Location: Yes, it’s away from downtown, but it still feels very close to the heart of the city. There are literally hundreds (maybe thousands) of places to eat/shop/play closeby and the demographic of the area is super diverse. And the fact that it sits right on the park still makes my heart flutter. AND it looks like I’m living in a treehouse when I look out the windows!
People: The people I’ve met so far have been very friendly, and I’ve yet to hear super loud noises or obnoxious parties, etc. Though, I have heard a little something in the hallways at times and my upstairs neighbor has some heavy footsteps. Not enough to bother me, just enough to notice. Martini is still getting used to the place and wants to woof at all the noises, but I think that will just take getting used to.
Space: I love the layout of the place. I secured this place sign unseen, though they gave me a schematic floor plan ahead of time. Funny though, it wasn’t exactly correct and the main and second bedrooms were in different places, basically flipped. And that was actually GOOD news because the main bedroom is facing the park and the guest bedroom sits over one of the entry garages where there’s a little more noise, though not much. Regardless, the place is just about as close to perfect as I could have hoped. The apartment opens to a large kitchen and moves into a light and bright dining room overlooking trees, and then spreads out into a living room space (all open, light and bright) with corner windows that are floor to ceiling, again giving the feel of a treehouse. The guest bedroom and bath are to the left of the kitchen and the main bedroom and bath are to the right of the living room, all overlooking the park. The main bath is soooo cool and has a funky, skinny floor to ceiling window that actually has the BEST view of the park while you’re sitting on the throne, haha! I suppose some people would hate that, but for as much as I’m sitting on the toilet fighting colon cancer, it’s the best seat in the house!

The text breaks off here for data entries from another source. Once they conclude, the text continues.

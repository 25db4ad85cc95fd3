//! Bundled workflow definitions.
//!
//! The YAML under `workflows/` is compiled into the binary and written into
//! the target repository by `maskrace workflows`. Every definition refers
//! to the secret as `MASKRACE_SECRET`; installing substitutes the name in
//! use.

use std::fs;
use std::path::{Path, PathBuf};
use tracing::debug;

use super::constants::DEFAULT_SECRET;
use crate::error::{ConfigError, Result};

/// Vulnerable two-stage workflow: capture → gate → print.
pub const CROSS_JOB: &str = "maskrace-cross-job.yml";

/// Same graph, with the print job referencing the secret.
pub const MITIGATED: &str = "maskrace-mitigated.yml";

/// Single job printing encodings of the secret.
pub const BYPASS: &str = "maskrace-bypass.yml";

/// Every bundled definition as `(file name, contents)`.
pub const BUNDLED: &[(&str, &str)] = &[
    (CROSS_JOB, include_str!("../../workflows/maskrace-cross-job.yml")),
    (MITIGATED, include_str!("../../workflows/maskrace-mitigated.yml")),
    (BYPASS, include_str!("../../workflows/maskrace-bypass.yml")),
];

/// Contents of `template` with the secret renamed to `secret`.
pub fn render(template: &str, secret: &str) -> String {
    template.replace(
        &format!("secrets.{}", DEFAULT_SECRET),
        &format!("secrets.{}", secret),
    )
}

/// Write every bundled workflow into `dir`.
///
/// # Errors
///
/// Returns `ConfigError::WorkflowExists` if a file is already present and
/// `force` is false. Nothing is written in that case.
pub fn install(dir: &Path, secret: &str, force: bool) -> Result<Vec<PathBuf>> {
    let targets: Vec<PathBuf> = BUNDLED.iter().map(|(name, _)| dir.join(name)).collect();

    if !force {
        if let Some(existing) = targets.iter().find(|p| p.exists()) {
            return Err(ConfigError::WorkflowExists(existing.display().to_string()).into());
        }
    }

    fs::create_dir_all(dir)?;
    for ((_, template), path) in BUNDLED.iter().zip(&targets) {
        debug!(path = %path.display(), "writing workflow");
        fs::write(path, render(template, secret))?;
    }
    Ok(targets)
}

Furnishing/Furniture Shopping: So, from my last apartment, I knew I really didn’t want to bring a lot of the old furniture with me. It was fine for the little one-bedroom city apartment, but just not right for this new space. Through shopping trips (with the Cyclist) and internet searches, I’m finding my dream furniture and accent pieces and it really is so very exciting! I like the Cyclist’s opinions and our tastes seem to match, so that’s pretty cool. I have every intention of turning my new place into a nest built for comfort. And for guests. I can’t wait to have people over for sleepovers! It will probably take me a few months to get the things that I want because of the supply chain shortage, but by then I should be all treatment free and ready for guests.
I have more to write about the new place - all the park trails that go on for miles and miles and the concierges with their quirks (get in good with these guys and they will go the extra mile for you!). I want to write about all of the good things close by (Maria has invited me to the country club where she is a member, and that is within walking distance!), so much good food, shopping and entertainment close (not that I’m doing a TON of that right now, but just good to know what’s close).
And I want to get to know my new neighbors. Martini and I have met the adorable dog Callie and her mom who live next door - we share a patio with just a little dividing barrier between us so the dogs met through the bars of the barrier - so cute!
And I feel like I’m in the home stretch with cancer treatment (NINE down, three more to go!), so I see many, many lights at the end of a very dark tunnel.
Lots to do, but lots already accomplished. I’m feeling good, y’all.